There are many considerations at play and walking the tightrope through them will be difficult. Business owners should engage in consultation with mentors, bankers, accountants, lawyers, and peers, as they thoughtfully plan their actions and determine the best path forward. Things to consider include: 

  • PPP loans are only forgivable if spent on eligible expenses in the eight-week period after the first draw on the loan.  
  • Employers may want, or feel obligated, to support their employees collecting UI if those benefits are higher than wages – especially if the Stay-at-Home order is extended.   
  • Refusal of work is disqualifying for unemployment insurance, putting those who decline paychecks funded by PPP at risk of losing (possibly higher) unemployment benefits.  
  • The state has not yet provided a reporting mechanism for refusal of work.  
  • Bringing back employees too early may mean furloughing them again if the Stay-at-Home order is extended. That second furlough may happen after the federal UI supplement ends. 
  • PPP loans have a 1 percent interest rate for their non-forgivable portion, which is paid by the SBA for the first six months of the loan, and there is no penalty for pre-payment.  
  • Six months of low-cost working capital may prove more valuable to long-term business recovery than the full forgiveness provided by immediately re-hiring and paying employees.  

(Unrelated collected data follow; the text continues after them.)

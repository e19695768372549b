//! Controller configuration
//!
//! Defaults are conservative values for a small multicopter; tune the gains
//! for the actual airframe.

use nalgebra::{Matrix3, Vector3};
use serde::{Deserialize, Serialize};

use crate::error::{AicError, Result};
use crate::estimation::{EstimatorConfig, EstimatorKind, InertiaModel};

use super::timing::DtBounds;

/// Minimum accepted torque saturation limit [N·m]
pub const MIN_TORQUE_LIMIT: f64 = 0.01;

/// Default initial inertia guess [kg·m²]
pub fn default_inertia() -> Matrix3<f64> {
    Matrix3::from_diagonal(&Vector3::new(0.040, 0.040, 0.025))
}

/// Feedback gains, per axis (roll, pitch, yaw)
#[derive(Debug, Clone, PartialEq, Serialize, Deserialize)]
pub struct ControlGains {
    /// Attitude error gain K_R
    pub k_r: Vector3<f64>,
    /// Angular velocity error gain K_Ω
    pub k_omega: Vector3<f64>,
    /// Robust damping gain K on the filtered composite error
    pub k_robust: Vector3<f64>,
    /// Composite error weight c in s = e_Ω + c·e_R
    pub c: f64,
}

impl Default for ControlGains {
    fn default() -> Self {
        Self {
            k_r: Vector3::new(5.0, 5.0, 3.0),
            k_omega: Vector3::new(0.3, 0.3, 0.2),
            k_robust: Vector3::new(0.1, 0.1, 0.1),
            c: 2.0,
        }
    }
}

impl ControlGains {
    /// Gains must be finite and non-negative; a zero gain disables its term
    pub fn validate(&self) -> Result<()> {
        for (name, gain) in [("k_r", &self.k_r), ("k_omega", &self.k_omega), ("k_robust", &self.k_robust)] {
            if gain.iter().any(|g| !(g.is_finite() && *g >= 0.0)) {
                return Err(AicError::InvalidConfig(format!("{name} must be non-negative, got {gain:?}")));
            }
        }
        if !(self.c.is_finite() && self.c >= 0.0) {
            return Err(AicError::InvalidConfig(format!("c must be non-negative, got {}", self.c)));
        }
        Ok(())
    }
}

/// Full controller configuration
#[derive(Debug, Clone, PartialEq, Serialize, Deserialize)]
pub struct ControllerConfig {
    /// Inertia parameterization
    pub model: InertiaModel,
    /// Adaptation law
    pub estimator: EstimatorKind,
    pub gains: ControlGains,
    pub estimation: EstimatorConfig,
    /// Per-axis torque limit τ_max [N·m]
    pub tau_max: f64,
    /// Composite error filter coefficient in [0, 1] (larger = less smoothing)
    pub filter_alpha: f64,
    /// Admissible Δt range [s]
    pub dt_bounds: DtBounds,
}

impl Default for ControllerConfig {
    fn default() -> Self {
        Self {
            model: InertiaModel::Diagonal,
            estimator: EstimatorKind::InformationWeighted,
            gains: ControlGains::default(),
            estimation: EstimatorConfig::default(),
            tau_max: 0.05,
            filter_alpha: 0.1,
            dt_bounds: DtBounds::default(),
        }
    }
}

impl ControllerConfig {
    pub fn validate(&self) -> Result<()> {
        self.gains.validate()?;
        self.estimation.validate()?;

        if !(self.tau_max.is_finite() && self.tau_max >= MIN_TORQUE_LIMIT) {
            return Err(AicError::InvalidConfig(format!(
                "tau_max must be at least {MIN_TORQUE_LIMIT}, got {}",
                self.tau_max
            )));
        }
        if !(0.0..=1.0).contains(&self.filter_alpha) {
            return Err(AicError::InvalidConfig(format!(
                "filter_alpha must lie in [0, 1], got {}",
                self.filter_alpha
            )));
        }
        let dt = &self.dt_bounds;
        if !(dt.min > 0.0 && dt.min <= dt.max && dt.max.is_finite()) {
            return Err(AicError::InvalidConfig(format!("invalid dt bounds [{}, {}]", dt.min, dt.max)));
        }
        Ok(())
    }
}

#[cfg(test)]
mod tests {
    use super::*;

    #[test]
    fn test_default_config_is_valid() {
        assert!(ControllerConfig::default().validate().is_ok());
    }

    #[test]
    fn test_negative_gain_rejected() {
        let mut config = ControllerConfig::default();
        config.gains.k_omega.y = -0.1;
        assert!(matches!(config.validate(), Err(AicError::InvalidConfig(_))));
    }

    #[test]
    fn test_filter_alpha_range() {
        let config = ControllerConfig { filter_alpha: 1.5, ..Default::default() };
        assert!(config.validate().is_err());
    }

    #[test]
    fn test_dt_bounds_checked() {
        let config = ControllerConfig {
            dt_bounds: DtBounds { min: 0.1, max: 0.01 },
            ..Default::default()
        };
        assert!(config.validate().is_err());
    }

    #[test]
    fn test_zero_gain_disables_term() {
        let gains = ControlGains { k_robust: Vector3::zeros(), c: 0.0, ..Default::default() };
        assert!(gains.validate().is_ok());

        let gains = ControlGains { c: f64::NAN, ..Default::default() };
        assert!(matches!(gains.validate(), Err(AicError::InvalidConfig(_))));
    }
}
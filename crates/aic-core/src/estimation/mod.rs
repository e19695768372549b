//! Online inertia estimation
//!
//! Two adaptation laws share one contract, [`InertiaEstimator`]:
//! - [`GradientEstimator`]: gradient descent with σ-modification and projection
//! - [`IwgEstimator`]: information-weighted gradient with excitation handling,
//!   preferred under actuator saturation or sparse excitation
//!
//! [`Estimator`] is the tagged variant the controller holds.

pub mod config;
pub mod model;
pub mod projection;
pub mod state;
pub mod gradient;
pub mod iwg;

pub use config::*;
pub use model::*;
pub use projection::*;
pub use state::EstimatorState;
pub use gradient::GradientEstimator;
pub use iwg::IwgEstimator;

use nalgebra::{DMatrix, DVector, Matrix3, Vector3};
use serde::{Deserialize, Serialize};

use crate::dynamics::Regressor;

/// Common contract of the adaptation laws
///
/// Single writer: `update` mutates θ and P and must not race with readers.
pub trait InertiaEstimator {
    /// Parameterization being learned
    fn model(&self) -> InertiaModel;

    /// One adaptation step driven by regressor `Y` and composite error `s`
    ///
    /// After every call the reconstructed inertia is symmetric with its
    /// diagonal inside [J_min, J_max]. Inputs that are non-finite, have the
    /// wrong layout or a non-positive `dt` leave the state untouched.
    fn update(&mut self, regressor: &Regressor, s: &Vector3<f64>, dt: f64);

    fn state(&self) -> &EstimatorState;

    fn config(&self) -> &EstimatorConfig;

    fn set_config(&mut self, config: EstimatorConfig);

    /// Restart from a new initial guess; P returns to its seed
    fn reset(&mut self, inertia_init: &Matrix3<f64>);

    fn theta(&self) -> &DVector<f64> {
        self.state().theta()
    }

    fn inertia_estimate(&self) -> Matrix3<f64> {
        self.state().inertia_estimate()
    }

    fn information_matrix(&self) -> &DMatrix<f64> {
        self.state().information()
    }

    fn information_determinant(&self) -> f64 {
        self.state().information_determinant()
    }

    /// Advisory: |det P| above the excitation threshold
    fn is_persistently_excited(&self) -> bool {
        self.information_determinant().abs() > self.config().excitation_threshold
    }
}

/// Adaptation law selection
#[derive(Debug, Clone, Copy, PartialEq, Eq, Default, Serialize, Deserialize)]
pub enum EstimatorKind {
    Gradient,
    #[default]
    InformationWeighted,
}

/// The estimator owned by a controller
#[derive(Debug, Clone)]
pub enum Estimator {
    Gradient(GradientEstimator),
    InformationWeighted(IwgEstimator),
}

impl Estimator {
    pub fn new(
        kind: EstimatorKind,
        model: InertiaModel,
        inertia_init: &Matrix3<f64>,
        config: EstimatorConfig,
    ) -> Self {
        match kind {
            EstimatorKind::Gradient => Estimator::Gradient(GradientEstimator::new(model, inertia_init, config)),
            EstimatorKind::InformationWeighted => {
                Estimator::InformationWeighted(IwgEstimator::new(model, inertia_init, config))
            }
        }
    }

    pub fn kind(&self) -> EstimatorKind {
        match self {
            Estimator::Gradient(_) => EstimatorKind::Gradient,
            Estimator::InformationWeighted(_) => EstimatorKind::InformationWeighted,
        }
    }

    fn inner(&self) -> &dyn InertiaEstimator {
        match self {
            Estimator::Gradient(e) => e,
            Estimator::InformationWeighted(e) => e,
        }
    }

    fn inner_mut(&mut self) -> &mut dyn InertiaEstimator {
        match self {
            Estimator::Gradient(e) => e,
            Estimator::InformationWeighted(e) => e,
        }
    }
}

impl InertiaEstimator for Estimator {
    fn model(&self) -> InertiaModel {
        self.inner().model()
    }

    fn update(&mut self, regressor: &Regressor, s: &Vector3<f64>, dt: f64) {
        self.inner_mut().update(regressor, s, dt);
    }

    fn state(&self) -> &EstimatorState {
        self.inner().state()
    }

    fn config(&self) -> &EstimatorConfig {
        self.inner().config()
    }

    fn set_config(&mut self, config: EstimatorConfig) {
        self.inner_mut().set_config(config);
    }

    fn reset(&mut self, inertia_init: &Matrix3<f64>) {
        self.inner_mut().reset(inertia_init);
    }
}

Lifting the Stay-at-Home order is the third leg of the stool needed to truly address the problem of lost customers and revenue. Of course, that’s not a simple proposition, and it must be done at the right time with the right medical, safety, and other infrastructure to ensure we don’t end up right back under another similar order. But until the Capital Region reopens for commerce, the problems faced by our area’s business will continue, and the staggering level of federal aid spending will be a comfort, but not a cure.   

Update: May 4, 2020 

On April 29, the Small Business Administration (SBA) offered some guidance that will provide borrowers facing this UI/PPP conundrum with a little comfort. The guidance (see Question 40) will not make the generous federal unemployment supplement less economically attractive than potentially lower wages, but it also will not allow that generous supplement to penalize businesses that try unsuccessfully to bring furloughed or laid off employees back onto their payroll.  

The guidance states that SBA and the Department of Treasury will issue an interim final rule for the PPP to exclude from the PPP forgiveness reduction calculation any laid-off workers who refuse a rehiring offer. The rule, which had not been published as of May 4, will specify that an offer to rehire must:  

  • have been made in good faith;  
  • be in writing; and 
  • have documented rejection from the employee.  

It also states plainly that refusal of re-employment may mean forfeiture of eligibility for continued unemployment compensation.  

BRAC is monitoring the PPP’s interim final rules and will provide deeper guidance and analysis when this new information becomes available.

Liz Smith

As BRAC’s senior vice president of economic competitiveness, Liz leads the organization’s public policy advocacy, strategy, research, and reform activities aimed at advancing the quality of life and economic competitiveness of the Baton Rouge Region.